Sobre el conflicto social, así como el objeto y sujeto de la revolución

Hace unos días escribimos un texto en el que afirmamos: «El conflicto de clase y su secuela de explotación en el mundo del trabajo

Hace unos días escribimos un texto en el que afirmamos: «El conflicto de clase y su secuela de explotación en el mundo del trabajo, así como la opresión de las mujeres y la población LGBT, tienen ambos como piedra de toque original la instauración de propiedad privada de los medios de producción en manos de unos pocos. Pero mientras el surgimiento de explotados y explotadores se da en el ámbito de las relaciones de producción (en el caso del capitalismo la relación de explotación entre el capital y el trabajo asalariado); por otra parte, el patriarcado, con su secuela de misoginia y lesbohomofobia, opera en la esfera de las relaciones de reproducción (para garantizar la esclavitud doméstica de las mujeres y el derecho de herencia de los patriarcas explotadores).
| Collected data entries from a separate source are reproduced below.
use aggregator_core::{AggregatorConfig, AuthHeader, ProviderConfig, ProviderKind};
use tracing::warn;

/// Build the ordered provider registry from configuration.
///
/// Order is significant: primary indexer, then secondary gateway, then the
/// fallback explorer. Providers without a configured URL are omitted
/// entirely, never included disabled. The fallback is appended only when it
/// is enabled, credentialed, and at least one Midnight-style provider is
/// already registered; it must never become the sole data source.
///
/// Pure configuration assembly, re-evaluated per fetch cycle so config
/// changes take effect on the next poll. No network I/O.
pub fn build_registry(config: &AggregatorConfig) -> Vec<ProviderConfig> {
    let mut providers = Vec::new();

    if let Some(ep) = &config.primary {
        providers.push(ProviderConfig::new(
            ProviderKind::PrimaryIndexer,
            &ep.url,
            ep.auth(),
        ));
    }

    if let Some(ep) = &config.secondary {
        providers.push(ProviderConfig::new(
            ProviderKind::SecondaryGateway,
            &ep.url,
            ep.auth(),
        ));
    }

    let fb = &config.fallback;
    if fb.enabled {
        match (&fb.url, &fb.api_key) {
            (Some(_), Some(_)) if providers.is_empty() => {
                warn!(
                    "fallback explorer is enabled and credentialed but no Midnight provider \
                     is configured; refusing to use the fallback as the sole data source"
                );
            }
            (Some(url), Some(key)) => {
                providers.push(ProviderConfig::new(
                    ProviderKind::FallbackExplorer,
                    url,
                    Some(AuthHeader {
                        name: fb.auth_header.clone(),
                        value: key.clone(),
                    }),
                ));
            }
            _ => {}
        }
    }

    providers
}
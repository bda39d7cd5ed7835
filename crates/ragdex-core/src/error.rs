use thiserror::Error;

#[derive(Debug, Error)]
pub enum Error {
    #[error("Invalid configuration: {0}")]
    InvalidConfig(String),

    #[error("Not found: {0}")]
    NotFound(String),

    #[error("Duplicate: {0}")]
    Duplicate(String),

    #[error("Invalid configuration: keyword lookup depth {0} is not supported (max 1)")]
    UnsupportedDepth(usize),

    /// An index struct references an id the document store cannot resolve.
    #[error("Index corrupted: {0}")]
    Corruption(String),

    #[error("External collaborator failed: {0}")]
    External(String),

    #[error("Serialization error: {0}")]
    Serialization(#[from] serde_json::Error),

    #[error("I/O error: {0}")]
    Io(#[from] std::io::Error),
}

impl Error {
    /// Wrap a failure reported by an embedding/LLM/vector-engine collaborator.
    pub fn external(err: anyhow::Error) -> Self {
        Error::External(format!("{err:#}"))
    }
}

pub type Result<T> = std::result::Result<T, Error>;
//! Embedding cache keyed by `(content_hash, embedder_id)`.
//!
//! The cache is consulted before calling the wrapped embedder and written
//! through on misses. It can be saved to and restored from a JSON file so
//! repeated ingests of unchanged text skip the embedder entirely.
use anyhow::{Context, Result};
use serde::{Deserialize, Serialize};
use std::collections::HashMap;
use std::fs;
use std::path::Path;
use std::sync::RwLock;
use tracing::debug;

use ragdex_core::traits::Embedder;

pub fn hash_content(s: &str) -> String {
    blake3::hash(s.as_bytes()).to_hex().to_string()
}

#[derive(Clone, Debug, Serialize, Deserialize)]
pub struct CacheEntry {
    pub content_hash: String,
    pub embedder_id: String,
    pub vector: Vec<f32>,
}

pub struct CachedEmbedder<E> {
    inner: E,
    embedder_id: String,
    entries: RwLock<HashMap<String, Vec<f32>>>,
}

impl<E: Embedder> CachedEmbedder<E> {
    pub fn new(inner: E, embedder_id: impl Into<String>) -> Self {
        Self { inner, embedder_id: embedder_id.into(), entries: RwLock::new(HashMap::new()) }
    }

    pub fn embedder_id(&self) -> &str { &self.embedder_id }

    pub fn len(&self) -> usize { self.entries.read().map(|e| e.len()).unwrap_or(0) }
    pub fn is_empty(&self) -> bool { self.len() == 0 }

    /// Merge entries from `path` that were produced by this embedder.
    /// A missing file is not an error.
    pub fn load(&self, path: &Path) -> Result<usize> {
        if !path.exists() { return Ok(0); }
        let raw = fs::read_to_string(path).with_context(|| format!("reading {}", path.display()))?;
        let stored: Vec<CacheEntry> = serde_json::from_str(&raw).with_context(|| format!("parsing {}", path.display()))?;
        let mut entries = self.entries.write().map_err(|_| anyhow::anyhow!("embedding cache lock poisoned"))?;
        let mut loaded = 0usize;
        for e in stored {
            if e.embedder_id == self.embedder_id && e.vector.len() == self.inner.dim() {
                entries.insert(e.content_hash, e.vector);
                loaded += 1;
            }
        }
        debug!(loaded, path = %path.display(), "loaded embedding cache");
        Ok(loaded)
    }

    pub fn save(&self, path: &Path) -> Result<()> {
        let entries = self.entries.read().map_err(|_| anyhow::anyhow!("embedding cache lock poisoned"))?;
        let mut stored: Vec<CacheEntry> = entries
            .iter()
            .map(|(h, v)| CacheEntry { content_hash: h.clone(), embedder_id: self.embedder_id.clone(), vector: v.clone() })
            .collect();
        stored.sort_by(|a, b| a.content_hash.cmp(&b.content_hash));
        fs::write(path, serde_json::to_string(&stored)?).with_context(|| format!("writing {}", path.display()))?;
        Ok(())
    }
}

impl<E: Embedder> Embedder for CachedEmbedder<E> {
    fn dim(&self) -> usize { self.inner.dim() }

    fn embed_batch(&self, texts: &[String]) -> Result<Vec<Vec<f32>>> {
        let hashes: Vec<String> = texts.iter().map(|t| hash_content(t)).collect();
        let mut out: Vec<Option<Vec<f32>>> = {
            let entries = self.entries.read().map_err(|_| anyhow::anyhow!("embedding cache lock poisoned"))?;
            hashes.iter().map(|h| entries.get(h).cloned()).collect()
        };
        let misses: Vec<usize> = (0..texts.len()).filter(|&i| out[i].is_none()).collect();
        if !misses.is_empty() {
            let miss_texts: Vec<String> = misses.iter().map(|&i| texts[i].clone()).collect();
            let fresh = self.inner.embed_batch(&miss_texts)?;
            if fresh.len() != miss_texts.len() {
                anyhow::bail!("embedder returned {} vectors for {} texts", fresh.len(), miss_texts.len());
            }
            let mut entries = self.entries.write().map_err(|_| anyhow::anyhow!("embedding cache lock poisoned"))?;
            for (&i, v) in misses.iter().zip(fresh) {
                entries.insert(hashes[i].clone(), v.clone());
                out[i] = Some(v);
            }
        }
        debug!(total = texts.len(), misses = misses.len(), "embedded batch");
        Ok(out.into_iter().flatten().collect())
    }
}
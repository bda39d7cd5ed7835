use tracing::{debug, warn};

use ragdex_core::traits::{Embedder, LanguageModel, QueryBundle};
use ragdex_core::{Error, MetadataMode, Node, Result};
use ragdex_embed::top_k_by_similarity;

use crate::node_embeddings;

pub const QUERY_SELECT_PROMPT: &str = "Some choices are given below. It is provided in a numbered list \
(1 to {num_chunks}), where each item in the list corresponds to a summary.\n\
---------------------\n{context_list}\n---------------------\n\
Using only the choices above and not prior knowledge, return the top choices \
(no more than {branching_factor}, ranked by most relevant to least) that are most \
relevant to the question: '{query_str}'\n\
Provide choices in the following format: 'ANSWER: <numbers>' and explain why \
these summaries were selected in relation to the question.\n";

pub const INSERT_SELECT_PROMPT: &str = "Context information is below. It is provided in a numbered list \
(1 to {num_chunks}), where each item in the list corresponds to a summary.\n\
---------------------\n{context_list}\n---------------------\n\
Given the context information, here is a new piece of information: {query_str}\n\
Answer with the number corresponding to the summary that should be updated. \
The answer should be the number corresponding to the summary that is most \
relevant to the question. Return no more than {branching_factor} number.\n";

/// Picks which children of a tree level to follow.
pub trait ChildSelector {
    /// Up to `branch_factor` picks as (position in `candidates`, score),
    /// best first. An empty answer stops the descent at this level.
    fn select(&self, query: &QueryBundle, candidates: &[&Node], branch_factor: usize) -> Result<Vec<(usize, Option<f32>)>>;
}

/// Every integer in `response`, in order of appearance.
pub fn parse_choice_numbers(response: &str) -> Vec<usize> {
    response
        .split(|c: char| !c.is_ascii_digit())
        .filter(|s| !s.is_empty())
        .filter_map(|s| s.parse().ok())
        .collect()
}

/// Presents the children as a numbered list and lets the model answer with
/// the numbers to follow.
pub struct LlmChildSelector<'a> {
    llm: &'a dyn LanguageModel,
    template: &'static str,
}

impl<'a> LlmChildSelector<'a> {
    pub fn new(llm: &'a dyn LanguageModel) -> Self { Self { llm, template: QUERY_SELECT_PROMPT } }

    /// Selector asking where new content belongs rather than what answers a question.
    pub fn for_insert(llm: &'a dyn LanguageModel) -> Self { Self { llm, template: INSERT_SELECT_PROMPT } }
}

impl ChildSelector for LlmChildSelector<'_> {
    fn select(&self, query: &QueryBundle, candidates: &[&Node], branch_factor: usize) -> Result<Vec<(usize, Option<f32>)>> {
        if candidates.is_empty() {
            return Ok(Vec::new());
        }
        let context_list = candidates
            .iter()
            .enumerate()
            .map(|(i, n)| format!("({}) {}", i + 1, n.content(MetadataMode::None).replace('\n', " ")))
            .collect::<Vec<_>>()
            .join("\n\n");
        let num_chunks = candidates.len().to_string();
        let branching = branch_factor.to_string();
        let response = self
            .llm
            .predict(
                self.template,
                &[
                    ("num_chunks", &num_chunks),
                    ("context_list", &context_list),
                    ("query_str", &query.query_str),
                    ("branching_factor", &branching),
                ],
            )
            .map_err(Error::external)?;
        let mut picks: Vec<(usize, Option<f32>)> = Vec::new();
        for n in parse_choice_numbers(&response) {
            if n == 0 || n > candidates.len() {
                debug!(choice = n, candidates = candidates.len(), "ignoring out-of-range choice");
                continue;
            }
            if picks.iter().any(|(i, _)| *i == n - 1) { continue; }
            picks.push((n - 1, None));
            if picks.len() == branch_factor { break; }
        }
        if picks.is_empty() {
            warn!(response = %response.trim(), "no usable choice in selection reply");
        }
        Ok(picks)
    }
}

/// Follows the children whose embeddings are closest to the query.
pub struct EmbeddingChildSelector<'a> {
    embedder: &'a dyn Embedder,
}

impl<'a> EmbeddingChildSelector<'a> {
    pub fn new(embedder: &'a dyn Embedder) -> Self { Self { embedder } }
}

impl ChildSelector for EmbeddingChildSelector<'_> {
    fn select(&self, query: &QueryBundle, candidates: &[&Node], branch_factor: usize) -> Result<Vec<(usize, Option<f32>)>> {
        if candidates.is_empty() {
            return Ok(Vec::new());
        }
        let query_embedding = query.embedding_with(self.embedder)?;
        let embeddings = node_embeddings(self.embedder, candidates)?;
        let scored = top_k_by_similarity(
            &query_embedding,
            embeddings.iter().enumerate().map(|(i, e)| (i, e.as_slice())),
            branch_factor,
            None,
        );
        Ok(scored.into_iter().map(|(i, s)| (i, Some(s))).collect())
    }
}
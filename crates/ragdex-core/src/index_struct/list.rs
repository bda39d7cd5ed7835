use serde::{Deserialize, Serialize};
use tracing::debug;

use crate::docstore::DocumentStore;
use crate::error::{Error, Result};
use crate::types::NodeId;

/// Ordered list of node ids; insertion order is the traversal order.
#[derive(Debug, Clone, Default, PartialEq, Serialize, Deserialize)]
pub struct IndexList {
    pub index_id: String,
    #[serde(default, skip_serializing_if = "Option::is_none")]
    pub summary: Option<String>,
    nodes: Vec<NodeId>,
}

impl IndexList {
    pub fn new(index_id: impl Into<String>) -> Self {
        Self { index_id: index_id.into(), ..Self::default() }
    }

    /// Append `node_id`. Returns false (and changes nothing) if it is already listed.
    pub fn add_node(&mut self, node_id: &str) -> bool {
        if self.contains(node_id) {
            return false;
        }
        self.nodes.push(node_id.to_string());
        true
    }

    pub fn contains(&self, node_id: &str) -> bool { self.nodes.iter().any(|id| id == node_id) }
    pub fn nodes(&self) -> &[NodeId] { &self.nodes }
    pub fn len(&self) -> usize { self.nodes.len() }
    pub fn is_empty(&self) -> bool { self.nodes.is_empty() }

    pub fn delete_ref_doc(&mut self, ref_doc_id: &str, docstore: &DocumentStore) -> Result<Vec<NodeId>> {
        let mut doomed = Vec::new();
        for id in &self.nodes {
            if docstore.resolve(id)?.ref_doc_id.as_deref() == Some(ref_doc_id) {
                doomed.push(id.clone());
            }
        }
        if doomed.is_empty() {
            return Err(Error::NotFound(format!("ref doc '{ref_doc_id}' in list '{}'", self.index_id)));
        }
        self.nodes.retain(|id| !doomed.contains(id));
        debug!(index_id = %self.index_id, ref_doc_id, removed = doomed.len(), "list delete");
        Ok(doomed)
    }
}
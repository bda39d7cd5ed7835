//! Indices over indices.
//!
//! A composable graph registers a set of index structs, each with the store
//! that holds its nodes. A node whose `index_id` is set stands in for the
//! whole index of that id; retrieval that lands on such a node continues
//! inside the referenced index. The graph does not detect cycles: it must be
//! built from the leaves upward, and a hand-made cycle recurses until the
//! stack runs out.
use std::collections::BTreeMap;
use std::sync::Arc;
use tracing::{debug, info};

use ragdex_core::traits::{QueryBundle, Retrieval, Retriever};
use ragdex_core::{DocumentStore, Error, IndexStruct, Node, NodeId, Result};

use crate::dispatch::{retriever_for, QueryContext};

/// Id of the node standing in for index `index_id` inside a parent index.
pub fn index_node_id(index_id: &str) -> NodeId {
    format!("{index_id}:index")
}

/// Index nodes for `children`, one per child, carrying the child's summary.
pub fn index_nodes<'c, I>(children: I) -> Result<Vec<Node>>
where
    I: IntoIterator<Item = &'c IndexStruct>,
{
    children
        .into_iter()
        .map(|child| {
            let summary = child
                .summary()
                .ok_or_else(|| Error::InvalidConfig(format!("index '{}' has no summary to compose with", child.index_id())))?;
            Ok(Node::index_node(index_node_id(child.index_id()), summary, child.index_id()))
        })
        .collect()
}

pub struct ComposableGraph {
    root_id: String,
    all_indices: BTreeMap<String, (IndexStruct, Arc<DocumentStore>)>,
}

impl ComposableGraph {
    pub fn new(root: IndexStruct, docstore: Arc<DocumentStore>) -> Self {
        let root_id = root.index_id().to_string();
        let mut all_indices = BTreeMap::new();
        all_indices.insert(root_id.clone(), (root, docstore));
        Self { root_id, all_indices }
    }

    /// Register a sub-index that nodes of some other index may point at.
    pub fn add_index(&mut self, index: IndexStruct, docstore: Arc<DocumentStore>) -> Result<()> {
        let id = index.index_id().to_string();
        if self.all_indices.contains_key(&id) {
            return Err(Error::Duplicate(format!("index '{id}' already in graph")));
        }
        debug!(index_id = %id, kind = %index.get_type(), "added index to graph");
        self.all_indices.insert(id, (index, docstore));
        Ok(())
    }

    pub fn root_id(&self) -> &str { &self.root_id }

    pub fn root(&self) -> Result<&IndexStruct> { self.get_index_struct(&self.root_id) }

    pub fn get_index_struct(&self, index_id: &str) -> Result<&IndexStruct> {
        self.entry(index_id).map(|(s, _)| s)
    }

    pub fn get_docstore(&self, index_id: &str) -> Result<&DocumentStore> {
        self.entry(index_id).map(|(_, d)| d.as_ref())
    }

    pub fn index_ids(&self) -> impl Iterator<Item = &String> { self.all_indices.keys() }

    pub fn len(&self) -> usize { self.all_indices.len() }
    pub fn is_empty(&self) -> bool { self.all_indices.is_empty() }

    fn entry(&self, index_id: &str) -> Result<&(IndexStruct, Arc<DocumentStore>)> {
        self.all_indices
            .get(index_id)
            .ok_or_else(|| Error::NotFound(format!("index '{index_id}' in composable graph")))
    }

    /// Retrieve starting at the root, descending into every index node hit.
    pub fn retrieve(&self, query: &QueryBundle, ctx: &QueryContext<'_>) -> Result<Retrieval> {
        let out = self.retrieve_from(&self.root_id, query, *ctx, 0)?;
        info!(root = %self.root_id, hits = out.nodes.len(), "graph retrieval");
        Ok(out)
    }

    // The vector engine in `ctx` serves the root only; composed vector
    // indices are searched over their in-process embeddings.
    fn retrieve_from(&self, index_id: &str, query: &QueryBundle, ctx: QueryContext<'_>, depth: usize) -> Result<Retrieval> {
        let (index_struct, docstore) = self.entry(index_id)?;
        let ctx = ctx.with_docstore(docstore);
        let ctx = if depth == 0 { ctx } else { ctx.without_engine() };
        let found = retriever_for(index_struct, &ctx)?.retrieve(query)?;
        let mut out = Retrieval { nodes: Vec::new(), similarity: found.similarity };
        for hit in found.nodes {
            match hit.node.index_id.as_deref() {
                Some(child) => {
                    debug!(from = index_id, to = child, depth, "following index node");
                    let sub = self.retrieve_from(child, query, ctx, depth + 1)?;
                    out.similarity.extend(&sub.similarity);
                    out.nodes.extend(sub.nodes);
                }
                None => out.nodes.push(hit),
            }
        }
        Ok(out)
    }

    pub fn as_retriever<'g>(&'g self, ctx: QueryContext<'g>) -> GraphRetriever<'g> {
        GraphRetriever { graph: self, ctx }
    }
}

/// A graph bound to its query context, usable wherever a [`Retriever`] is.
pub struct GraphRetriever<'a> {
    graph: &'a ComposableGraph,
    ctx: QueryContext<'a>,
}

impl Retriever for GraphRetriever<'_> {
    fn retrieve(&self, query: &QueryBundle) -> Result<Retrieval> {
        self.graph.retrieve(query, &self.ctx)
    }
}
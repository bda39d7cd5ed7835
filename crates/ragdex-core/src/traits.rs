use crate::error::Result;
use crate::index_struct::Triplet;
use crate::types::{Document, Metadata, MetadataValue, NodeWithScore, SimilarityTracker};

pub trait Embedder: Send + Sync {
    fn dim(&self) -> usize;
    fn embed_batch(&self, texts: &[String]) -> anyhow::Result<Vec<Vec<f32>>>;

    fn embed_query(&self, text: &str) -> anyhow::Result<Vec<f32>> {
        self.embed_batch(&[text.to_string()])?
            .pop()
            .ok_or_else(|| anyhow::anyhow!("embedder returned no vector for the query"))
    }
}

pub trait LanguageModel: Send + Sync {
    /// Fill `{name}` placeholders in `template` from `vars` and complete it.
    fn predict(&self, template: &str, vars: &[(&str, &str)]) -> anyhow::Result<String>;
}

/// Substitute `{name}` placeholders; unknown placeholders are left alone.
pub fn format_prompt(template: &str, vars: &[(&str, &str)]) -> String {
    vars.iter().fold(template.to_string(), |acc, (name, value)| acc.replace(&format!("{{{name}}}"), value))
}

/// A vector handed to a [`VectorEngine`], with the node's metadata as payload.
#[derive(Debug, Clone, PartialEq)]
pub struct VectorEntry {
    pub id: String,
    pub embedding: Vec<f32>,
    pub ref_doc_id: Option<String>,
    pub metadata: Metadata,
}

/// Exact-match conditions on metadata. Every pair must match; an empty
/// filter matches everything.
#[derive(Debug, Clone, Default, PartialEq)]
pub struct MetadataFilters {
    filters: Vec<(String, MetadataValue)>,
}

impl MetadataFilters {
    pub fn new() -> Self { Self::default() }

    #[must_use]
    pub fn with(mut self, key: impl Into<String>, value: impl Into<MetadataValue>) -> Self {
        self.filters.push((key.into(), value.into()));
        self
    }

    pub fn is_empty(&self) -> bool { self.filters.is_empty() }

    pub fn matches(&self, metadata: &Metadata) -> bool {
        self.filters.iter().all(|(key, value)| metadata.get(key) == Some(value))
    }
}

pub trait VectorEngine: Send + Sync {
    /// Store the entries and return the id the engine assigned to each, in
    /// the order given.
    fn add(&mut self, entries: Vec<VectorEntry>) -> anyhow::Result<Vec<String>>;
    /// Up to `k` (id, score) pairs among the entries passing `filter`,
    /// highest score first, ties in insertion order.
    fn query(&self, embedding: &[f32], k: usize, filter: Option<&MetadataFilters>) -> anyhow::Result<Vec<(String, f32)>>;
    fn delete(&mut self, ref_doc_id: &str) -> anyhow::Result<()>;
}

pub trait Reader: Send + Sync {
    fn load(&self) -> anyhow::Result<Vec<Document>>;
}

pub trait KeywordExtractor: Send + Sync {
    fn extract_keywords(&self, text: &str, max_keywords: usize) -> anyhow::Result<Vec<String>>;
}

pub trait TripletExtractor: Send + Sync {
    fn extract_triplets(&self, text: &str, max_triplets: usize) -> anyhow::Result<Vec<Triplet>>;
}

/// A query string plus its embedding once one has been computed.
#[derive(Debug, Clone, Default, PartialEq)]
pub struct QueryBundle {
    pub query_str: String,
    pub embedding: Option<Vec<f32>>,
}

impl QueryBundle {
    pub fn new(query_str: impl Into<String>) -> Self {
        Self { query_str: query_str.into(), embedding: None }
    }

    /// The query embedding, computing it with `embedder` if not yet present.
    pub fn embedding_with(&self, embedder: &dyn Embedder) -> Result<Vec<f32>> {
        match &self.embedding {
            Some(e) => Ok(e.clone()),
            None => embedder.embed_query(&self.query_str).map_err(crate::Error::external),
        }
    }
}

/// Candidates produced by one traversal, with the scores it recorded.
#[derive(Debug, Clone, Default, PartialEq)]
pub struct Retrieval {
    pub nodes: Vec<NodeWithScore>,
    pub similarity: SimilarityTracker,
}

impl Retrieval {
    pub fn empty() -> Self { Self::default() }
}

pub trait Retriever {
    fn retrieve(&self, query: &QueryBundle) -> Result<Retrieval>;
}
Pero hay además un tercer eje del conflicto social que cobra cada vez mayor urgencia. Nos referimos a la contradicción entre el productivismo desaforado del capital y la destrucción del ambiente. Este conflicto no se suscita ni en las relaciones de producción, ni en las relaciones de reproducción, tiene que ver con el desarrollo de las fuerzas productivas, es decir, con el tipo de la tecnología y el aparato productivo, en general, con la relación de la producción humana con el ecosistema global».

Pero advirtamos que lo anterior tiene que ver con el contenido programático o propositivo del proyecto revolucionario en el siglo XXI, concebido alrededor de las tres grandes contradicciones del capital. Sin embargo, ello no nos resuelve un elemento acuciante, que tiene que ver con que el marxismo es una ciencia crítica y militante. Es decir, debemos tener claro que si el objeto de nuestra milenaria batalla es la transformación de una sociedad cada vez más brutalmente depredadora e injusta, ¿dónde está el sujeto capaz de transformarla en un sentido emancipatorio?

Lo anterior nos plantea un problema cardinal. Esto es, nos plantea cómo se resuelven las álgidas  contradicciones, en el estadio histórico concreto en el que habitamos, y valorar si actuamos en consecuencia, tomando en cuenta que las relaciones de explotación y opresión, erigen sus bases materiales en las estructuras de producción, reproducción y fuerzas productivas de un capitalismo en mórbida decadencia.

Pero, no obstante, la solución de estos conflictos estructurales, materiales  (que delinean el decurso del motor de la Historia) corresponde enteramente al plano de las condiciones  subjetivas, de la conciencia, de la hegemonía cultural y la voluntad colectiva, cuyo territorio de guerra cotidiano es la política y en el que nada está escrito en piedra.

Desde luego, en nuestro caso, la política la ejercitamos para destruir al Estado que ampara y  sostiene esas relaciones de producción, reproducción y fuerzas productivas que tienen cada vez más necrotizado a nuestro desorden social y al metabolismo planetario.

Esa debería ser la acción de los intelectuales orgánicos al servicio del sujeto popular complejo, de que hablaba Antonio Gramsci.